Tensions have indeed been rising between Iranian Kurds and the regime in recent months. In May, thousands of Iranian Kurds took to the streets in the Iranian city of Mahabad and elsewhere in a series of sometimes violent protests against the regime. Armed Iranian Kurdish parties threatened to send militia to Tehran if the Islamic Republic wouldn’t grant them autonomy. O’Leary claims Iran has shelled border villages and executed civilians on the border and that Kurdish groups have made raids on Iranian outposts.
He won’t talk about current operations but said the troops he is with are “trying to avoid direct conflict.” Instead, O’Leary says, the focus is on preparing to defend the border during an Iranian incursion he believes will come once the U.S. approves a nuclear deal. Without military sanctions the country will finally feel emboldened to crack down on its rebel minorities, he says. “I think this will escalate to armed conflict, and when it does I’ll be there for it.”
It may not come to that, says Martin van Bruinessen, professor of the comparative study of contemporary Muslim societies at Utrecht University. Although there have been Iranian military incursions into Kurdish areas in the past, he says, the regime has long agreed to forgo military action on the border so long as Iraqi Kurds prevent Iranian exiles from mounting attacks.

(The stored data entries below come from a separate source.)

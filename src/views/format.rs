//! Date and time formatting for the pages and forms
//!
//! All display happens in one configured fixed UTC offset.

use chrono::{DateTime, FixedOffset, NaiveDateTime, Offset, TimeZone, Utc};

/// `datetime-local` input format
const DATETIME_LOCAL: &str = "%Y-%m-%dT%H:%M";

/// Offset from minutes east of UTC, falling back to UTC when out of range
pub fn offset_from_minutes(minutes: i32) -> FixedOffset {
    FixedOffset::east_opt(minutes * 60).unwrap_or_else(utc)
}

fn utc() -> FixedOffset {
    Utc.fix()
}

/// `"UTC"`, `"UTC+05:30"`, `"UTC-08:00"`
pub fn zone_label(offset: FixedOffset) -> String {
    let seconds = offset.local_minus_utc();
    if seconds == 0 {
        return "UTC".to_string();
    }
    let sign = if seconds < 0 { '-' } else { '+' };
    let minutes = seconds.abs() / 60;
    format!("UTC{}{:02}:{:02}", sign, minutes / 60, minutes % 60)
}

/// Admin card date and time span: `("Mon, Jan 15", "6:00 PM - 8:00 PM")`
pub fn format_event_date(start: DateTime<Utc>, end: DateTime<Utc>, offset: FixedOffset) -> (String, String) {
    let start = start.with_timezone(&offset);
    let end = end.with_timezone(&offset);
    (
        start.format("%a, %b %-d").to_string(),
        format!("{} - {}", start.format("%-I:%M %p"), end.format("%-I:%M %p")),
    )
}

/// Full timestamp: `"Wed, Jan 15, 2025, 6:00 PM UTC"`
pub fn format_date_time(value: DateTime<Utc>, offset: FixedOffset) -> String {
    format!(
        "{} {}",
        value.with_timezone(&offset).format("%a, %b %-d, %Y, %-I:%M %p"),
        zone_label(offset)
    )
}

/// Date only: `"Wed, Jan 15, 2025"`
pub fn format_date(value: DateTime<Utc>, offset: FixedOffset) -> String {
    value.with_timezone(&offset).format("%a, %b %-d, %Y").to_string()
}

/// Date badge: `("Jan", 15)`
pub fn month_day(value: DateTime<Utc>, offset: FixedOffset) -> (String, u32) {
    let local = value.with_timezone(&offset);
    (local.format("%b").to_string(), chrono::Datelike::day(&local))
}

pub fn is_same_day(start: DateTime<Utc>, end: DateTime<Utc>, offset: FixedOffset) -> bool {
    start.with_timezone(&offset).date_naive() == end.with_timezone(&offset).date_naive()
}

/// Value for a `datetime-local` input, e.g. `"2025-01-15T18:00"`
pub fn format_datetime_local(value: DateTime<Utc>, offset: FixedOffset) -> String {
    value.with_timezone(&offset).format(DATETIME_LOCAL).to_string()
}

/// Parse a submitted datetime: `datetime-local` in `offset`, or RFC 3339
pub fn parse_form_datetime(value: &str, offset: FixedOffset) -> Option<DateTime<Utc>> {
    let value = value.trim();
    if let Ok(parsed) = DateTime::parse_from_rfc3339(value) {
        return Some(parsed.with_timezone(&Utc));
    }
    let naive = NaiveDateTime::parse_from_str(value, DATETIME_LOCAL)
        .or_else(|_| NaiveDateTime::parse_from_str(value, "%Y-%m-%dT%H:%M:%S"))
        .ok()?;
    offset
        .from_local_datetime(&naive)
        .single()
        .map(|local| local.with_timezone(&Utc))
}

As for the pending nuclear deal, “the Iranian Kurds are in fact rather hopeful of a liberalizing impact,” he says.
There’s little doubt who is the more serious regional foe, he adds. “The confrontation with ISIS, in which Iranian proxies are playing a significant part and Iran’s influence in general appear to be increasing, represents a more serious threat to the KDPI.”
So what do the U.S. authorities make of a U.S. citizen inserting himself into a decades-old conflict between Iran and its Kurdish minorities? Rasheeda Clements, a spokesperson for the State Department, tells TIME that the U.S. government does not support any U.S. citizen traveling to Iraq or Syria to train soldiers for the KDPI. “Any private U.S. citizens/civilians who may have traveled to Iraq or Syria to take part in the activities described are neither in support of nor part of U.S. efforts in the region.”
O’Leary says he’ll stay in the country until he feels he has made a difference. His goals are to make the international community aware of the threat posed by Iran to Kurdish minorities, he says, and to prepare the troops for whatever fighting there is to come. Finally he has a purpose, he says. “I’m not just out here running around with a gun, I’m trying to change things.”